**REQUIRED ACTION**.
What this exercise requires is a verbatim reproduction of the data below.

»»

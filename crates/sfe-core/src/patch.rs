//! Helpers for partial-update (PATCH) bodies.

use serde::{Deserialize, Deserializer};

/// Distinguishes an absent field from an explicit `null`.
///
/// Use with `#[serde(default, deserialize_with = "double_option")]`:
/// absent → `None`, `null` → `Some(None)`, value → `Some(Some(v))`.
pub fn double_option<'de, T, D>(deserializer: D) -> Result<Option<Option<T>>, D::Error>
where
  T: Deserialize<'de>,
  D: Deserializer<'de>,
{
  Option::<T>::deserialize(deserializer).map(Some)
}

/// Apply a double-option patch to a nullable field.
pub fn apply<T>(target: &mut Option<T>, patch: Option<Option<T>>) {
  if let Some(value) = patch {
    *target = value;
  }
}

#[cfg(test)]
mod tests {
  use serde::Deserialize;

  use super::*;

  #[derive(Deserialize)]
  struct Body {
    #[serde(default, deserialize_with = "double_option")]
    phone: Option<Option<String>>,
  }

  #[test]
  fn absent_null_and_value_are_distinct() {
    let absent: Body = serde_json::from_str("{}").unwrap();
    let null: Body = serde_json::from_str(r#"{"phone":null}"#).unwrap();
    let value: Body = serde_json::from_str(r#"{"phone":"+66 2 000 0000"}"#).unwrap();

    assert_eq!(absent.phone, None);
    assert_eq!(null.phone, Some(None));
    assert_eq!(value.phone, Some(Some("+66 2 000 0000".to_string())));

    let mut field = Some("old".to_string());
    apply(&mut field, null.phone);
    assert_eq!(field, None);
  }
}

««

**RESULT OF THE EXERCISE**.
filename crates/sfe-core/src/patch.rs
//! Helpers for partial-update (PATCH) bodies.

use serde::{Deserialize, Deserializer};

/// Distinguishes an absent field from an explicit `null`.
///
/// Use with `#[serde(default, deserialize_with = "double_option")]`:
/// absent → `None`, `null` → `Some(None)`, value → `Some(Some(v))`.
pub fn double_option<'de, T, D>(deserializer: D) -> Result<Option<Option<T>>, D::Error>
where
  T: Deserialize<'de>,
  D: Deserializer<'de>,
{
  Option::<T>::deserialize(deserializer).map(Some)
}

/// Apply a double-option patch to a nullable field.
pub fn apply<T>(target: &mut Option<T>, patch: Option<Option<T>>) {
  if let Some(value) = patch {
    *target = value;
  }
}

#[cfg(test)]
mod tests {
  use serde::Deserialize;

  use super::*;

  #[derive(Deserialize)]
  struct Body {
    #[serde(default, deserialize_with = "double_option")]
    phone: Option<Option<String>>,
  }

  #[test]
  fn absent_null_and_value_are_distinct() {
    let absent: Body = serde_json::from_str("{}").unwrap();
    let null: Body = serde_json::from_str(r#"{"phone":null}"#).unwrap();
    let value: Body = serde_json::from_str(r#"{"phone":"+66 2 000 0000"}"#).unwrap();

    assert_eq!(absent.phone, None);
    assert_eq!(null.phone, Some(None));
    assert_eq!(value.phone, Some(Some("+66 2 000 0000".to_string())));

    let mut field = Some("old".to_string());
    apply(&mut field, null.phone);
    assert_eq!(field, None);
  }
}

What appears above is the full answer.